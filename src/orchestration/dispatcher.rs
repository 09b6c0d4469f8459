//! Command Dispatcher - routes a parsed request to exactly one action
//!
//! Precedence, first match wins:
//!
//! 1. `--update`
//! 2. `-secretscope`
//! 3. provider, service and secret all given and non-empty
//! 4. anything else: missing arguments guidance
//!
//! Failures are logged here and never propagate; the process still exits
//! normally afterwards.

use crate::cli::parser::ParsedRequest;
use crate::core::error::H2vError;
use crate::core::traits::{ChoiceRegistry, UpdateService, ValidationBackend, ValidationOutcome};
use crate::orchestration::scope::render_scope;
use crate::orchestration::validator::ValidationOrchestrator;
use crate::security::secret;
use tracing::{error, info};

pub const USAGE_HINT: &str = "Use '-h' or '--help' for usage information.";

/// Action selected for a request
#[derive(Debug, Clone, Copy, PartialEq, Eq)]
pub enum Mode {
    Update,
    Scope,
    Validate,
    MissingArguments,
}

/// Pick the action for `request`
pub fn select_mode(request: &ParsedRequest) -> Mode {
    if request.do_update {
        return Mode::Update;
    }
    if request.show_scope {
        return Mode::Scope;
    }

    let given = |value: &Option<String>| value.as_deref().is_some_and(|v| !v.is_empty());
    let has_secret = request
        .secret
        .as_ref()
        .is_some_and(|value| !secret::is_empty(value));

    if given(&request.provider) && given(&request.service) && has_secret {
        Mode::Validate
    } else {
        Mode::MissingArguments
    }
}

/// What a dispatch did
#[derive(Debug)]
pub struct DispatchReport {
    pub mode: Mode,
    /// Set in [`Mode::Validate`]
    pub outcome: Option<ValidationOutcome>,
    /// Set in [`Mode::Scope`] when the table could be rendered
    pub scope: Option<String>,
}

impl DispatchReport {
    fn new(mode: Mode) -> Self {
        Self {
            mode,
            outcome: None,
            scope: None,
        }
    }
}

pub struct Dispatcher<'a> {
    registry: &'a dyn ChoiceRegistry,
    backend: &'a dyn ValidationBackend,
    updater: &'a dyn UpdateService,
}

impl<'a> Dispatcher<'a> {
    pub fn new(
        registry: &'a dyn ChoiceRegistry,
        backend: &'a dyn ValidationBackend,
        updater: &'a dyn UpdateService,
    ) -> Self {
        Self {
            registry,
            backend,
            updater,
        }
    }

    /// Run the action selected for `request`
    pub async fn run(&self, request: &ParsedRequest) -> DispatchReport {
        let mode = select_mode(request);
        let mut report = DispatchReport::new(mode);

        match mode {
            Mode::Update => {
                info!("Initiating tool update...");
                match self.updater.perform_update().await {
                    Ok(()) => info!("Tool updated successfully."),
                    Err(e) => error!("Error during tool update: {}", e),
                }
            }
            Mode::Scope => match render_scope(self.registry) {
                Ok(table) => {
                    println!("{}", table);
                    report.scope = Some(table);
                }
                Err(e) => error!("Error fetching Scoped secret services: {}", e),
            },
            Mode::Validate => {
                if let (Some(provider), Some(service), Some(secret)) =
                    (&request.provider, &request.service, &request.secret)
                {
                    info!(
                        "Initiating validation for service: {} with a provided secret.",
                        service
                    );
                    let orchestrator = ValidationOrchestrator::new(self.registry, self.backend);
                    let outcome = orchestrator
                        .validate(
                            provider,
                            service,
                            secret,
                            request.show_response,
                            request.report_email.as_deref(),
                        )
                        .await;
                    if outcome.is_success() {
                        info!("Validation completed successfully.");
                    }
                    report.outcome = Some(outcome);
                }
            }
            Mode::MissingArguments => {
                error!("{}", H2vError::MissingRequiredArguments);
                error!("{}", USAGE_HINT);
            }
        }

        report
    }
}

#[cfg(test)]
mod tests {
    use super::*;
    use crate::core::traits::{FailureReason, SecretState};
    use crate::orchestration::testing::{CapturedLogs, RecordingBackend, RecordingUpdater};
    use crate::registry::ChoiceSet;
    use crate::security::secret::to_secret;

    fn registry() -> ChoiceSet {
        ChoiceSet::from_static(&[("github", &["token"])])
    }

    fn validate_request() -> ParsedRequest {
        ParsedRequest {
            provider: Some("github".to_string()),
            service: Some("token".to_string()),
            secret: Some(to_secret("abc")),
            ..ParsedRequest::default()
        }
    }

    #[test]
    fn test_select_mode_precedence() {
        let everything = ParsedRequest {
            do_update: true,
            show_scope: true,
            ..validate_request()
        };
        assert_eq!(select_mode(&everything), Mode::Update);

        let scope_and_validate = ParsedRequest {
            show_scope: true,
            ..validate_request()
        };
        assert_eq!(select_mode(&scope_and_validate), Mode::Scope);

        assert_eq!(select_mode(&validate_request()), Mode::Validate);
        assert_eq!(
            select_mode(&ParsedRequest::default()),
            Mode::MissingArguments
        );
    }

    #[test]
    fn test_select_mode_requires_non_empty_values() {
        let empty_secret = ParsedRequest {
            secret: Some(to_secret("")),
            ..validate_request()
        };
        assert_eq!(select_mode(&empty_secret), Mode::MissingArguments);

        let empty_service = ParsedRequest {
            service: Some(String::new()),
            ..validate_request()
        };
        assert_eq!(select_mode(&empty_service), Mode::MissingArguments);

        let no_provider = ParsedRequest {
            provider: None,
            ..validate_request()
        };
        assert_eq!(select_mode(&no_provider), Mode::MissingArguments);
    }

    #[tokio::test]
    async fn test_update_wins_over_scope() {
        let registry = registry();
        let backend = RecordingBackend::answering(SecretState::Active);
        let updater = RecordingUpdater::succeeding();
        let dispatcher = Dispatcher::new(&registry, &backend, &updater);

        let report = dispatcher
            .run(&ParsedRequest {
                do_update: true,
                show_scope: true,
                ..validate_request()
            })
            .await;

        assert_eq!(report.mode, Mode::Update);
        assert_eq!(updater.calls(), 1);
        assert!(report.scope.is_none());
        assert!(backend.calls().is_empty());
    }

    #[tokio::test]
    async fn test_update_failure_is_contained() {
        let registry = registry();
        let backend = RecordingBackend::answering(SecretState::Active);
        let updater = RecordingUpdater::failing("network unreachable");
        let dispatcher = Dispatcher::new(&registry, &backend, &updater);

        let report = dispatcher
            .run(&ParsedRequest {
                do_update: true,
                ..ParsedRequest::default()
            })
            .await;

        assert_eq!(report.mode, Mode::Update);
        assert_eq!(updater.calls(), 1);
        assert!(report.outcome.is_none());
    }

    #[tokio::test]
    async fn test_scope_lists_services_without_validating() {
        let registry = registry();
        let backend = RecordingBackend::answering(SecretState::Active);
        let updater = RecordingUpdater::succeeding();
        let dispatcher = Dispatcher::new(&registry, &backend, &updater);

        let report = dispatcher
            .run(&ParsedRequest {
                show_scope: true,
                ..validate_request()
            })
            .await;

        assert_eq!(report.mode, Mode::Scope);
        assert!(report.scope.unwrap().contains("github"));
        assert!(backend.calls().is_empty());
        assert_eq!(updater.calls(), 0);
    }

    #[tokio::test]
    async fn test_validate_passes_outcome_through() {
        let registry = registry();
        let backend = RecordingBackend::answering(SecretState::Active);
        let updater = RecordingUpdater::succeeding();
        let dispatcher = Dispatcher::new(&registry, &backend, &updater);

        let report = dispatcher.run(&validate_request()).await;

        assert_eq!(report.mode, Mode::Validate);
        let calls = backend.calls();
        assert_eq!(calls.len(), 1);
        assert_eq!(calls[0].service, "token");
        assert_eq!(calls[0].secret, "abc");

        let status = report.outcome.unwrap().status().cloned().unwrap();
        assert_eq!(status.service, "token");
        assert!(status.is_active());
    }

    #[tokio::test]
    async fn test_backend_failure_reported_as_outcome() {
        let registry = registry();
        let backend = RecordingBackend::failing("timeout");
        let updater = RecordingUpdater::succeeding();
        let dispatcher = Dispatcher::new(&registry, &backend, &updater);

        let report = dispatcher.run(&validate_request()).await;

        assert_eq!(
            report.outcome,
            Some(ValidationOutcome::Failed(FailureReason::Backend {
                service: "token".to_string(),
                message: "timeout".to_string(),
            }))
        );
    }

    #[tokio::test]
    async fn test_missing_arguments_never_calls_backend() {
        let registry = registry();
        let backend = RecordingBackend::answering(SecretState::Active);
        let updater = RecordingUpdater::succeeding();
        let dispatcher = Dispatcher::new(&registry, &backend, &updater);

        let report = dispatcher.run(&ParsedRequest::default()).await;

        assert_eq!(report.mode, Mode::MissingArguments);
        assert!(report.outcome.is_none());
        assert!(backend.calls().is_empty());
        assert_eq!(updater.calls(), 0);
    }

    #[tokio::test]
    async fn test_missing_arguments_guidance_logged_as_errors() {
        let logs = CapturedLogs::default();
        let _guard = tracing::subscriber::set_default(logs.subscriber());
        let registry = registry();
        let backend = RecordingBackend::answering(SecretState::Active);
        let updater = RecordingUpdater::succeeding();

        Dispatcher::new(&registry, &backend, &updater)
            .run(&ParsedRequest::default())
            .await;

        let missing = logs.line_with("Missing required arguments").unwrap();
        let hint = logs.line_with(USAGE_HINT).unwrap();
        assert!(missing.contains("ERROR"));
        assert!(hint.contains("ERROR"));
    }

    #[tokio::test]
    async fn test_update_progress_logged() {
        let logs = CapturedLogs::default();
        let _guard = tracing::subscriber::set_default(logs.subscriber());
        let registry = registry();
        let backend = RecordingBackend::answering(SecretState::Active);
        let updater = RecordingUpdater::succeeding();

        Dispatcher::new(&registry, &backend, &updater)
            .run(&ParsedRequest {
                do_update: true,
                ..ParsedRequest::default()
            })
            .await;

        assert!(logs.line_with("Initiating tool update...").is_some());
        assert!(logs.line_with("Tool updated successfully.").is_some());
    }

    #[tokio::test]
    async fn test_failed_update_not_reported_as_success() {
        let logs = CapturedLogs::default();
        let _guard = tracing::subscriber::set_default(logs.subscriber());
        let registry = registry();
        let backend = RecordingBackend::answering(SecretState::Active);
        let updater = RecordingUpdater::failing("network unreachable");

        Dispatcher::new(&registry, &backend, &updater)
            .run(&ParsedRequest {
                do_update: true,
                ..ParsedRequest::default()
            })
            .await;

        assert!(logs.line_with("Error during tool update").is_some());
        assert!(logs.line_with("Tool updated successfully.").is_none());
    }

    #[tokio::test]
    async fn test_validation_progress_logged() {
        let logs = CapturedLogs::default();
        let _guard = tracing::subscriber::set_default(logs.subscriber());
        let registry = registry();
        let backend = RecordingBackend::answering(SecretState::Active);
        let updater = RecordingUpdater::succeeding();

        Dispatcher::new(&registry, &backend, &updater)
            .run(&validate_request())
            .await;

        assert!(
            logs.line_with("Initiating validation for service: token with a provided secret.")
                .is_some()
        );
        assert!(logs.line_with("Validation completed successfully.").is_some());
        assert!(!logs.contents().contains("abc"));
    }
}
//! Orchestration layer
//!
//! Routes a parsed command line to the update, scope listing or validation
//! action and runs it against the collaborator traits.

pub mod dispatcher;
pub mod scope;
pub mod updater;
pub mod validator;

#[cfg(test)]
pub(crate) mod testing;

pub use dispatcher::{DispatchReport, Dispatcher, Mode, select_mode};
pub use scope::render_scope;
pub use updater::CargoUpdater;
pub use validator::ValidationOrchestrator;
━━━━━━
Output, from the data above, the lines from the line with "Pick the action" to the line with "let given = |value: &Option<String>|" exactly as they stand, both ends included and nothing else.

== ANSWER SECTION ==
/// Pick the action for `request`
pub fn select_mode(request: &ParsedRequest) -> Mode {
    if request.do_update {
        return Mode::Update;
    }
    if request.show_scope {
        return Mode::Scope;
    }

    let given = |value: &Option<String>| value.as_deref().is_some_and(|v| !v.is_empty());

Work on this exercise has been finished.